Evolution has sometimes behaved more like a weekend inventor quickly assembling devices from old parts than a high-tech engineer painstakingly designing new machines from scratch.
Molecular biologists have found dramatic evidence that at least some of the genes that govern human cells arose through an evolutionary process that duplicated segments of pre-existing genes and reshuffled them into new combinations that perform entirely different functions.
In other words, the extraordinary molecular complexity needed to make the full set of human genes could have been achieved through a vastly simpler, shorter series of events than many scientists had supposed.
Some estimate that evolution by module shuffling could have proceeded a million to 100 million times faster than by the previously supposed process of accumulating thousands of small mutations.
The findings involve human genes, but biologists say the same thing probably happened in the evolution of many species, if not most.
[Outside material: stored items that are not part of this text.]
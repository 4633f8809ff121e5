//! Exception lists, detachment rules and the lemma vocabulary.

use std::sync::LazyLock;

use ahash::{AHashMap, AHashSet};

use super::WordNetPos;

/// Suffix substitutions tried, in order, for each word class.
pub fn substitutions(pos: WordNetPos) -> &'static [(&'static str, &'static str)] {
    match pos {
        WordNetPos::Noun => &[
            ("s", ""),
            ("ses", "s"),
            ("ves", "f"),
            ("xes", "x"),
            ("zes", "z"),
            ("ches", "ch"),
            ("shes", "sh"),
            ("men", "man"),
            ("ies", "y"),
        ],
        WordNetPos::Verb => &[
            ("s", ""),
            ("ies", "y"),
            ("es", "e"),
            ("es", ""),
            ("ed", "e"),
            ("ed", ""),
            ("ing", "e"),
            ("ing", ""),
        ],
        WordNetPos::Adjective => &[("er", ""), ("est", ""), ("er", "e"), ("est", "e")],
        WordNetPos::Adverb => &[],
    }
}

const NOUN_EXCEPTIONS: &[(&str, &str)] = &[
    ("feet", "foot"),
    ("teeth", "tooth"),
    ("geese", "goose"),
    ("mice", "mouse"),
    ("lice", "louse"),
    ("men", "man"),
    ("women", "woman"),
    ("children", "child"),
    ("people", "person"),
    ("oxen", "ox"),
    ("data", "datum"),
    ("criteria", "criterion"),
    ("phenomena", "phenomenon"),
    ("analyses", "analysis"),
    ("crises", "crisis"),
    ("theses", "thesis"),
    ("wolves", "wolf"),
    ("knives", "knife"),
    ("leaves", "leaf"),
    ("lives", "life"),
    ("wives", "wife"),
    ("halves", "half"),
    ("selves", "self"),
    ("indices", "index"),
    ("matrices", "matrix"),
    ("cacti", "cactus"),
    ("fungi", "fungus"),
    ("alumni", "alumnus"),
];

const VERB_EXCEPTIONS: &[(&str, &str)] = &[
    ("am", "be"),
    ("are", "be"),
    ("is", "be"),
    ("was", "be"),
    ("were", "be"),
    ("been", "be"),
    ("being", "be"),
    ("has", "have"),
    ("had", "have"),
    ("having", "have"),
    ("does", "do"),
    ("did", "do"),
    ("done", "do"),
    ("went", "go"),
    ("gone", "go"),
    ("goes", "go"),
    ("came", "come"),
    ("made", "make"),
    ("took", "take"),
    ("taken", "take"),
    ("got", "get"),
    ("gotten", "get"),
    ("saw", "see"),
    ("seen", "see"),
    ("knew", "know"),
    ("known", "know"),
    ("thought", "think"),
    ("told", "tell"),
    ("became", "become"),
    ("began", "begin"),
    ("begun", "begin"),
    ("gave", "give"),
    ("given", "give"),
    ("found", "find"),
    ("left", "leave"),
    ("felt", "feel"),
    ("kept", "keep"),
    ("held", "hold"),
    ("brought", "bring"),
    ("bought", "buy"),
    ("ran", "run"),
    ("wrote", "write"),
    ("written", "write"),
    ("stood", "stand"),
    ("sat", "sit"),
    ("grew", "grow"),
    ("grown", "grow"),
    ("built", "build"),
    ("sent", "send"),
    ("spent", "spend"),
    ("won", "win"),
    ("born", "bear"),
    ("ate", "eat"),
    ("eaten", "eat"),
    ("fell", "fall"),
    ("fallen", "fall"),
    ("chose", "choose"),
    ("chosen", "choose"),
    ("drove", "drive"),
    ("driven", "drive"),
    ("spoke", "speak"),
    ("spoken", "speak"),
    ("broke", "break"),
    ("broken", "break"),
    ("forgot", "forget"),
    ("forgotten", "forget"),
    ("said", "say"),
    ("paid", "pay"),
    ("met", "meet"),
    ("led", "lead"),
    ("lost", "lose"),
    ("meant", "mean"),
    ("sold", "sell"),
    ("taught", "teach"),
    ("caught", "catch"),
    ("fought", "fight"),
    ("understood", "understand"),
    ("shown", "show"),
    ("flew", "fly"),
    ("flown", "fly"),
    ("drew", "draw"),
    ("drawn", "draw"),
    ("threw", "throw"),
    ("thrown", "throw"),
    ("swam", "swim"),
    ("sang", "sing"),
    ("sung", "sing"),
    ("rode", "ride"),
    ("ridden", "ride"),
    ("hid", "hide"),
    ("hidden", "hide"),
    ("woke", "wake"),
    ("wore", "wear"),
    ("worn", "wear"),
    ("tore", "tear"),
    ("torn", "tear"),
    ("struck", "strike"),
    ("slept", "sleep"),
    ("heard", "hear"),
    ("rose", "rise"),
    ("risen", "rise"),
    ("shook", "shake"),
    ("shaken", "shake"),
    ("stole", "steal"),
    ("stolen", "steal"),
];

const ADJECTIVE_EXCEPTIONS: &[(&str, &str)] = &[
    ("better", "good"),
    ("best", "good"),
    ("worse", "bad"),
    ("worst", "bad"),
    ("further", "far"),
    ("farther", "far"),
    ("furthest", "far"),
    ("farthest", "far"),
    ("elder", "old"),
    ("eldest", "old"),
];

const ADVERB_EXCEPTIONS: &[(&str, &str)] = &[
    ("better", "well"),
    ("best", "well"),
    ("farther", "far"),
    ("further", "far"),
    ("harder", "hard"),
    ("hardest", "hard"),
];

/// Common dictionary forms. A candidate lemma found here is preferred over
/// a guessed one.
const VOCABULARY: &[&str] = &[
    // nouns
    "ability", "account", "actor", "age", "analysis", "animal", "answer", "apple", "area",
    "army", "art", "baby", "bag", "ball", "bank", "bat", "battery", "bed", "bird", "book",
    "box", "boy", "brain", "branch", "brush", "bus", "car", "case", "cat", "cell", "chair",
    "change", "child", "church", "city", "class", "company", "computer", "country", "crisis",
    "day", "deal", "dish", "dog", "door", "economy", "eye", "face", "fact", "family", "fear",
    "field", "film", "fish", "foot", "friend", "game", "girl", "glass", "goose", "government",
    "group", "hand", "head", "heart", "history", "home", "hope", "horse", "hour", "house",
    "idea", "industry", "intelligence", "issue", "job", "key", "kind", "king", "lady", "law",
    "leaf", "life", "line", "machine", "man", "market", "match", "model", "money", "month",
    "mouse", "movie", "name", "nation", "night", "number", "office", "party", "person",
    "place", "plan", "point", "policy", "president", "price", "problem", "product", "program",
    "question", "reason", "regulation", "review", "room", "rule", "school", "series", "side",
    "society", "song", "story", "stripe", "student", "study", "system", "table", "teacher",
    "team", "thing", "time", "tooth", "tree", "university", "watch", "water", "way", "week",
    "wish", "woman", "word", "work", "world", "year",
    // verbs
    "ask", "bake", "be", "bear", "become", "begin", "believe", "bring", "build", "buy",
    "call", "carry", "catch", "change", "choose", "close", "come", "continue", "create",
    "cry", "debate", "die", "do", "drive", "eat", "elect", "enhance", "ensure", "enter",
    "fall", "feel", "find", "fix", "fly", "follow", "get", "give", "go", "grow", "hang",
    "happen", "have", "hear", "help", "hold", "hope", "include", "keep", "know", "lead",
    "learn", "leave", "let", "like", "live", "look", "lose", "love", "make", "mean", "meet",
    "move", "need", "open", "pass", "pay", "play", "produce", "provide", "put", "reach",
    "read", "release", "remain", "reshape", "run", "say", "see", "seem", "sell", "send",
    "serve", "set", "show", "sing", "sit", "speak", "spend", "stand", "start", "stay",
    "stop", "strip", "study", "take", "talk", "teach", "tell", "think", "transform", "try",
    "turn", "understand", "use", "wait", "walk", "want", "watch", "win", "work", "write",
    // adjectives
    "advanced", "bad", "best", "better", "big", "bitter", "cheap", "clever", "close", "deep",
    "eager", "early", "easy", "former", "proper", "tender",
    "far", "fast", "fine", "funny", "global", "good", "great", "happy", "hard", "high",
    "hot", "large", "late", "long", "low", "new", "nice", "old", "poor", "safe", "sad",
    "short", "simple", "slow", "small", "strong", "striped", "wise", "worse", "worst",
    "young",
    // adverbs
    "fast", "hard", "well",
];

fn table(entries: &'static [(&'static str, &'static str)]) -> AHashMap<&'static str, Vec<&'static str>> {
    let mut map: AHashMap<&'static str, Vec<&'static str>> = AHashMap::new();
    for (form, lemma) in entries {
        map.entry(*form).or_default().push(*lemma);
    }
    map
}

static NOUN_TABLE: LazyLock<AHashMap<&'static str, Vec<&'static str>>> =
    LazyLock::new(|| table(NOUN_EXCEPTIONS));
static VERB_TABLE: LazyLock<AHashMap<&'static str, Vec<&'static str>>> =
    LazyLock::new(|| table(VERB_EXCEPTIONS));
static ADJECTIVE_TABLE: LazyLock<AHashMap<&'static str, Vec<&'static str>>> =
    LazyLock::new(|| table(ADJECTIVE_EXCEPTIONS));
static ADVERB_TABLE: LazyLock<AHashMap<&'static str, Vec<&'static str>>> =
    LazyLock::new(|| table(ADVERB_EXCEPTIONS));

pub static VOCABULARY_SET: LazyLock<AHashSet<&'static str>> =
    LazyLock::new(|| VOCABULARY.iter().copied().collect());

/// Irregular lemmas of a lowercase form, if it has any.
pub fn exceptions(word: &str, pos: WordNetPos) -> Option<&'static [&'static str]> {
    let table = match pos {
        WordNetPos::Noun => &NOUN_TABLE,
        WordNetPos::Verb => &VERB_TABLE,
        WordNetPos::Adjective => &ADJECTIVE_TABLE,
        WordNetPos::Adverb => &ADVERB_TABLE,
    };
    table.get(word).map(Vec::as_slice)
}

#[cfg(test)]
mod tests {
    use super::*;

    #[test]
    fn test_exceptions() {
        assert_eq!(exceptions("feet", WordNetPos::Noun), Some(&["foot"][..]));
        assert_eq!(exceptions("are", WordNetPos::Verb), Some(&["be"][..]));
        assert_eq!(exceptions("best", WordNetPos::Adjective), Some(&["good"][..]));
        assert_eq!(exceptions("best", WordNetPos::Adverb), Some(&["well"][..]));
        assert_eq!(exceptions("feet", WordNetPos::Verb), None);
    }

    #[test]
    fn test_adverbs_have_no_substitutions() {
        assert!(substitutions(WordNetPos::Adverb).is_empty());
        assert_eq!(substitutions(WordNetPos::Noun)[0], ("s", ""));
    }

    #[test]
    fn test_vocabulary_has_no_function_words() {
        for word in ["the", "on", "their", "for", "is"] {
            assert!(!VOCABULARY_SET.contains(word));
        }
    }
}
The discovery of modular genes, reported in the May 17 issue of Science, released today, confirms a speculation in the late 1970s by Walter Gilbert, then of Harvard University. Gilbert, who won a Nobel Prize in 1980, offered segment shuffling as an explanation for newly discovered nonsense segments called introns that interrupted the linear sequence of sense-making code called exons that constitutes a gene.
The principal components of every living cell are thousands of different kinds of protein molecules, some acting as structural members, others as enzymes or hormones of other agents of metabolism. The protein molecules also have distinct components -- amino acids, each with its own shape and chemical properties -- and their sequence determines the molecule's final form.
The creation of every protein molecule is determined by a gene residing in the nucleus of a cell. A gene is, in effect, a string of instructions made up of thousands of genetic "bases" -- the equivalent of words.
Gilbert suggested that the gene's blocks of gibberish serve to separate blocks of useful code, and that each of those useful segments or modules governs one component of the protein molecule.
The gibberish segments, researchers found then, are edited out of the copy of the gene's instructions that controls the cell's working machinery. The gene's linear instructions then are obeyed, one word at a time, linking the specified amino acids into a long chain to form a new molecule.
Gilbert noted that the gibberish segments are much longer than the adjoining sense-making segments. He proposed that when genes accidentally break apart -- as happens naturally -- the break is therefore much more likely to occur in the gibberish, leaving functional modules on either side.
When the parts recombine into a new gene -- which also happens naturally -- the gene's product will be a new form of protein molecule made up of tried-and-true components from other proteins.
Gilbert, who left Harvard to lead a Swiss-based biotechnology firm, Biogen, and is now on its board, called the Dallas finding "a dramatic example" confirming his early speculation.
Today's report is by four molecular biologists at the University of Texas Health Science Center and the Southwestern Medical School, both in Dallas. They are Thomas C. Suedhoff, Joseph L. Goldstein, Michael S. Brown and David W. Russell.
The four reported their discovery that several functionally unrelated human genes contain similar sense-making segments. The similarities are not total but are close enough that a common origin is inescapable, the scientists say. It appears that once the gene segments were duplicated and shuffled, each underwent minor mutations that did not alter its structural result.
The scientists described one gene as a mosaic of segments originally derived from several other genes. The mosaic gene provides the code for a protein molecule that lines pits on the outer surfaces of cells. The protein is a receptor for another protein, called low-density lipoprotein or LDL, that carries cholesterol in the blood.
The Dallas researchers worked out the genetic code for the LDL receptor -- a string of some 45,000 genetic bases or "letters" and found that it consisted of 18 sense-making segments.
A computer compared the sequences with those known for other human genes and found that 13 of the segments had close matches in other genes. Five were close to segments in an immune system protein called C9 complement. The other eight corresponded to segments in a protein that is a precursor to epidermal growth factor, and three of these eight also were shared by proteins in blood that promote clotting.
The four scientists suggested the genes arose when the ancestral gene was duplicated -- something genes do readily -- and broken up. Because cell nuclei, in which genes reside, contain enzymes that splice gene pieces, the itinerant fragments easily could have recombined in new patterns.